Forward-only inference timing does not include backward pass, optimizer state, data loading, validation, early stopping, or hyperparameter search. Use it as an architecture-screening signal, not as a full training-cost claim.

Feature-Count Sweep

This sweep is most relevant when deciding whether feature attention is affordable for wide tables. Keep batch size and depth fixed while increasing the number of synthetic feature tokens.

feature_sweep_results = []
for n_features in [10, 20, 40, 80, 160, 320]:
    spec = BenchmarkSpec(n_features=n_features, batch_size=128, n_layers=4, repeats=20, warmup=5)
    feature_sweep_results.append(run_benchmark(spec))

feature_sweep = pd.concat(feature_sweep_results, ignore_index=True)
feature_sweep

Interpret this sweep together with the architecture.
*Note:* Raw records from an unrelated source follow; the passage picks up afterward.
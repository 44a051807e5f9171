use std::process;

use clap::Parser;
use code_assist::Cli;

#[tokio::main]
async fn main() {
    // RUST_LOG controls verbosity; logs go to stderr so stdout stays clean
    tracing_subscriber::fmt()
        .with_writer(std::io::stderr)
        .with_env_filter(
            tracing_subscriber::EnvFilter::try_from_default_env()
                .unwrap_or_else(|_| tracing_subscriber::EnvFilter::new("warn")),
        )
        .init();

    let cli = Cli::parse();

    if let Err(e) = cli.execute().await {
        eprintln!("Error: {e}");

        let mut source = e.source();
        while let Some(err) = source {
            eprintln!("  Caused by: {err}");
            source = err.source();
        }

        process::exit(1);
    }
}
Transformer-style feature attention becomes more expensive as feature-token count grows, while dense and state-space paths usually avoid explicit full attention maps.

Depth Sweep

This sweep is most relevant when choosing n_layers. It keeps the synthetic feature schema fixed while changing model depth for sequence and attention families.

depth_sweep_results = []
for n_layers in [1, 2, 4, 8, 12]:
    spec = BenchmarkSpec(n_features=64, batch_size=128, n_layers=n_layers, repeats=20, warmup=5)
    depth_sweep_results.append(
        run_benchmark(
            spec,
            selected_models=["Mambular", "MambaTab", "MambAttention", "FTTransformer", "TabulaRNN"],
        )
    )

depth_sweep = pd.concat(depth_sweep_results, ignore_index=True)
depth_sweep

Depth affects more than latency. It also changes activation memory during training and often changes the amount of regularization needed.

Batch-Size Sweep

This sweep is most relevant for GPU utilization and memory planning. Larger batches can improve throughput but may hide latency problems for online inference.

batch_sweep_results = []
for batch_size in [32, 64, 128, 256, 512]:
    spec = BenchmarkSpec(n_features=64, batch_size=batch_size, n_layers=4, repeats=20, warmup=5)
    batch_sweep_results.append(run_benchmark(spec))
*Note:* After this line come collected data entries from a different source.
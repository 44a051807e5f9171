//! Chat-completions backend for OpenAI and servers that mimic its API.

use std::future::Future;
use std::pin::Pin;

use anyhow::Result;
use reqwest::Client;
use serde::{Deserialize, Serialize};
use tracing::{debug, info};

use super::{
    build_http_client, check_error_response, endpoint_url, log_response_success, AiClient,
    AiClientMetadata,
};
use crate::assist::error::ModelError;

/// Default address of the hosted OpenAI API.
pub const DEFAULT_OPENAI_URL: &str = "https://api.openai.com";

/// One chat turn.
#[derive(Serialize, Debug)]
struct Message<'a> {
    role: &'a str,
    content: &'a str,
}

/// Body of `POST /v1/chat/completions`.
#[derive(Serialize, Debug)]
struct ChatRequest<'a> {
    model: &'a str,
    messages: Vec<Message<'a>>,
    #[serde(skip_serializing_if = "Option::is_none")]
    temperature: Option<f32>,
    stream: bool,
}

#[derive(Deserialize, Debug)]
struct Choice {
    message: ResponseMessage,
}

#[derive(Deserialize, Debug)]
struct ResponseMessage {
    content: String,
}

#[derive(Deserialize, Debug)]
struct ChatResponse {
    choices: Vec<Choice>,
    model: Option<String>,
}

/// Completion client for any `/v1/chat/completions` server.
///
/// The prompt is sent as a single user message.
pub struct OpenAiAiClient {
    client: Client,
    /// Bearer token; local servers usually need none.
    api_key: Option<String>,
    model: String,
    /// Server root, without the `/v1` suffix.
    base_url: String,
    temperature: Option<f32>,
}

impl OpenAiAiClient {
    /// Creates a client; `base_url` defaults to [`DEFAULT_OPENAI_URL`].
    pub fn new(
        model: String,
        api_key: Option<String>,
        base_url: Option<String>,
        temperature: Option<f32>,
    ) -> Result<Self> {
        Ok(Self {
            client: build_http_client()?,
            api_key,
            model,
            base_url: base_url.unwrap_or_else(|| DEFAULT_OPENAI_URL.to_string()),
            temperature,
        })
    }

    fn chat_url(&self) -> String {
        let url = endpoint_url(&self.base_url, "/v1/chat/completions");
        debug!(url = %url, "Resolved chat completions URL");
        url
    }
}

impl AiClient for OpenAiAiClient {
    fn complete<'a>(
        &'a self,
        prompt: &'a str,
    ) -> Pin<Box<dyn Future<Output = Result<String>> + Send + 'a>> {
        Box::pin(async move {
            let request = ChatRequest {
                model: &self.model,
                messages: vec![Message {
                    role: "user",
                    content: prompt,
                }],
                temperature: self.temperature,
                stream: false,
            };

            let url = self.chat_url();
            info!(model = %self.model, prompt_len = prompt.len(), "Requesting chat completion");

            let mut builder = self.client.post(&url).json(&request);
            if let Some(api_key) = &self.api_key {
                builder = builder.bearer_auth(api_key);
            }

            let response = builder
                .send()
                .await
                .map_err(|e| ModelError::NetworkError(e.to_string()))?;

            let response = check_error_response(response).await?;

            let body: ChatResponse = response
                .json()
                .await
                .map_err(|e| ModelError::InvalidResponseFormat(e.to_string()))?;

            debug!(choices = body.choices.len(), served_by = ?body.model, "Chat completion received");

            let result = body
                .choices
                .into_iter()
                .next()
                .map(|choice| choice.message.content)
                .ok_or_else(|| {
                    ModelError::InvalidResponseFormat("No choices in response".to_string()).into()
                });

            log_response_success("OpenAI", &result);
            result
        })
    }

    fn get_metadata(&self) -> AiClientMetadata {
        AiClientMetadata {
            provider: "OpenAI".to_string(),
            model: self.model.clone(),
        }
    }
}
batch_sweep = pd.concat(batch_sweep_results, ignore_index=True)
batch_sweep

Important

For SAINT-style row attention or retrieval-style models, batch size can change the effective algorithmic cost. Do not report efficiency results without the batch size.

Reporting Results

Report benchmark results with enough context that another researcher can reproduce the workload.

Field

What to record

Hardware

CPU/GPU model, GPU memory, CUDA version

Software

DeepTab version or commit, PyTorch version, Python version

Workload

Number of rows if applicable, feature count, categorical cardinalities

Config

Model config, preprocessing config, trainer config if training is measured

Measurement

Forward-only, training step, epoch, or full fit

Runtime settings

Batch size, dtype, warmup count, repeat count

Results

Latency, peak memory, parameter count, throughput if useful

Tip

If efficiency is part of a research claim, report accuracy or validation loss separately. A faster model is not automatically a better model.